Both base R and ggplot2 provide numerous options for customizing histograms, such as modifying colors, bin widths, and adding statistical overlays. Here are some examples:

### 4.1 Adding a Density Curve to a ggplot2 Histogram

You can add a density curve to the histogram to visualize the estimated probability density function of the data:

```
ggplot(df, aes(x = data)) +
geom_histogram(aes(y = ..density..), bins = 30, color = "black", fill = "skyblue", alpha = 0.5) +
geom_density(color = "red") +
labs(title = "Relative Frequency Histogram with Density Curve", x = "Bins", y = "Relative Frequency")
```

In this code, `geom_density(color = "red")`

adds a density curve to the plot in red color.
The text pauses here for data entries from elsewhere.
// Copyright 2025 Lars Brubaker
// License: MIT
//
// Index-stable arena used for the triangle, subsegment, and vertex pools.
// Items are allocated by pushing to a Vec and freed through a freelist, so
// an item's index stays valid for its whole lifetime within a mesh
// generation. Slot 0 can be reserved at construction for a sentinel object
// that is never freed; "no neighbor" comparisons then reduce to an index
// equality check against 0.

use std::ops::{Index, IndexMut};

pub struct Pool<T> {
    items: Vec<Option<T>>,
    free_list: Vec<u32>,
    /// Number of leading slots reserved for sentinels (0 or 1).
    reserved: u32,
    /// Live items, not counting reserved slots.
    live: u32,
}

impl<T> Pool<T> {
    pub fn new() -> Self {
        Self {
            items: Vec::new(),
            free_list: Vec::new(),
            reserved: 0,
            live: 0,
        }
    }

    /// Create a pool whose slot 0 holds `sentinel`. The sentinel is never
    /// freed and is skipped by iteration and by `count`.
    pub fn with_sentinel(sentinel: T) -> Self {
        Self {
            items: vec![Some(sentinel)],
            free_list: Vec::new(),
            reserved: 1,
            live: 0,
        }
    }

    /// Allocate a slot for `item`, reusing a freed slot when one exists.
    pub fn alloc(&mut self, item: T) -> u32 {
        self.live += 1;
        if let Some(idx) = self.free_list.pop() {
            self.items[idx as usize] = Some(item);
            idx
        } else {
            let idx = self.items.len() as u32;
            self.items.push(Some(item));
            idx
        }
    }

    /// Return a slot to the freelist. Freeing the sentinel or an already
    /// vacant slot is a programming error.
    pub fn free(&mut self, idx: u32) {
        debug_assert!(idx >= self.reserved, "attempt to free a sentinel slot");
        debug_assert!(self.items[idx as usize].is_some(), "double free");
        self.items[idx as usize] = None;
        self.free_list.push(idx);
        self.live -= 1;
    }

    #[inline]
    pub fn get(&self, idx: u32) -> Option<&T> {
        self.items.get(idx as usize)?.as_ref()
    }

    #[inline]
    pub fn get_mut(&mut self, idx: u32) -> Option<&mut T> {
        self.items.get_mut(idx as usize)?.as_mut()
    }

    /// Live items, excluding any reserved sentinel.
    #[inline]
    pub fn count(&self) -> u32 {
        self.live
    }

    /// Total number of slots ever allocated, vacant or not. Side tables
    /// indexed by slot id are sized with this.
    #[inline]
    pub fn slots(&self) -> u32 {
        self.items.len() as u32
    }

    #[inline]
    pub fn is_live(&self, idx: u32) -> bool {
        idx >= self.reserved && self.get(idx).is_some()
    }

    /// Smallest live slot index >= `idx`, skipping sentinels. Used by the
    /// point-location sampler to turn a raw draw into a real item.
    pub fn live_at_or_after(&self, idx: u32) -> Option<u32> {
        let start = idx.max(self.reserved) as usize;
        (start..self.items.len())
            .find(|&i| self.items[i].is_some())
            .map(|i| i as u32)
    }

    /// Iterate live (index, item) pairs, skipping vacant and sentinel slots.
    pub fn iter(&self) -> impl Iterator<Item = (u32, &T)> {
        let reserved = self.reserved as usize;
        self.items
            .iter()
            .enumerate()
            .skip(reserved)
            .filter_map(|(i, slot)| slot.as_ref().map(|item| (i as u32, item)))
    }

    pub fn iter_mut(&mut self) -> impl Iterator<Item = (u32, &mut T)> {
        let reserved = self.reserved as usize;
        self.items
            .iter_mut()
            .enumerate()
            .skip(reserved)
            .filter_map(|(i, slot)| slot.as_mut().map(|item| (i as u32, item)))
    }

    /// Live slot indices, skipping vacant and sentinel slots.
    pub fn indices(&self) -> impl Iterator<Item = u32> + '_ {
        self.iter().map(|(i, _)| i)
    }
}

impl<T> Index<u32> for Pool<T> {
    type Output = T;

    /// Panics on a vacant slot; indexing a dead item is a programming error.
    #[inline]
    fn index(&self, idx: u32) -> &T {
        match self.items[idx as usize].as_ref() {
            Some(item) => item,
            None => panic!("pool index {} is vacant", idx),
        }
    }
}

impl<T> IndexMut<u32> for Pool<T> {
    #[inline]
    fn index_mut(&mut self, idx: u32) -> &mut T {
        match self.items[idx as usize].as_mut() {
            Some(item) => item,
            None => panic!("pool index {} is vacant", idx),
        }
    }
}

impl<T> Default for Pool<T> {
    fn default() -> Self {
        Self::new()
    }
}

#[cfg(test)]
mod tests {
    use super::*;

    #[test]
    fn alloc_and_free_reuses_slot() {
        let mut pool: Pool<u32> = Pool::new();
        let a = pool.alloc(10);
        let b = pool.alloc(20);
        assert_ne!(a, b);
        pool.free(a);
        let c = pool.alloc(30);
        // c reuses a's slot
        assert_eq!(c, a);
        assert_eq!(pool[c], 30);
    }

    #[test]
    fn sentinel_occupies_slot_zero() {
        let mut pool: Pool<i32> = Pool::with_sentinel(-1);
        let a = pool.alloc(5);
        assert_eq!(a, 1);
        assert_eq!(pool[0], -1);
        assert_eq!(pool.count(), 1);
        let ids: Vec<u32> = pool.indices().collect();
        assert_eq!(ids, vec![1]);
    }

    #[test]
    fn get_after_free_returns_none() {
        let mut pool: Pool<i32> = Pool::new();
        let idx = pool.alloc(7);
        pool.free(idx);
        assert!(pool.get(idx).is_none());
        assert_eq!(pool.count(), 0);
    }

    #[test]
    #[should_panic(expected = "vacant")]
    fn index_vacant_slot_panics() {
        let mut pool: Pool<i32> = Pool::new();
        let idx = pool.alloc(7);
        pool.free(idx);
        let _ = pool[idx];
    }

    #[test]
    fn iteration_skips_vacant_slots() {
        let mut pool: Pool<i32> = Pool::with_sentinel(0);
        let a = pool.alloc(1);
        let b = pool.alloc(2);
        let c = pool.alloc(3);
        pool.free(b);
        let items: Vec<(u32, i32)> = pool.iter().map(|(i, v)| (i, *v)).collect();
        assert_eq!(items, vec![(a, 1), (c, 3)]);
    }

    #[test]
    fn live_at_or_after_skips_gaps() {
        let mut pool: Pool<i32> = Pool::with_sentinel(0);
        let a = pool.alloc(1);
        let b = pool.alloc(2);
        pool.free(a);
        assert_eq!(pool.live_at_or_after(0), Some(b));
        assert_eq!(pool.live_at_or_after(a), Some(b));
        assert_eq!(pool.live_at_or_after(b + 1), None);
    }
}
### 4.2 Adding Labels to Bars in a Base R Histogram

In base R, you can add frequency labels to each bar:

```
h <- hist(data, plot = FALSE)
h$counts <- h$counts / sum(h$counts)
plot(h, freq = FALSE, main = "Relative Frequency Histogram", xlab = "Bins", ylab = "Relative Frequency")
# Add labels to bars
text(h$mids, h$counts, labels = round(h$counts, 2), pos = 3, cex = 0.8)
```

The `text()`

function adds text to the plot. `h$mids`

and `h$counts`

specify the x and y coordinates for the labels, `labels = round(h$counts, 2)`

defines the labels as the rounded relative frequencies, `pos = 3`

places the labels above the bars, and `cex = 0.8`

sets the font size.

In conclusion, whether you’re using base R or ggplot2, you can effectively create and customize relative frequency histograms in R. These histograms are excellent tools for understanding the distribution and density of your data, providing valuable insights for your data analysis.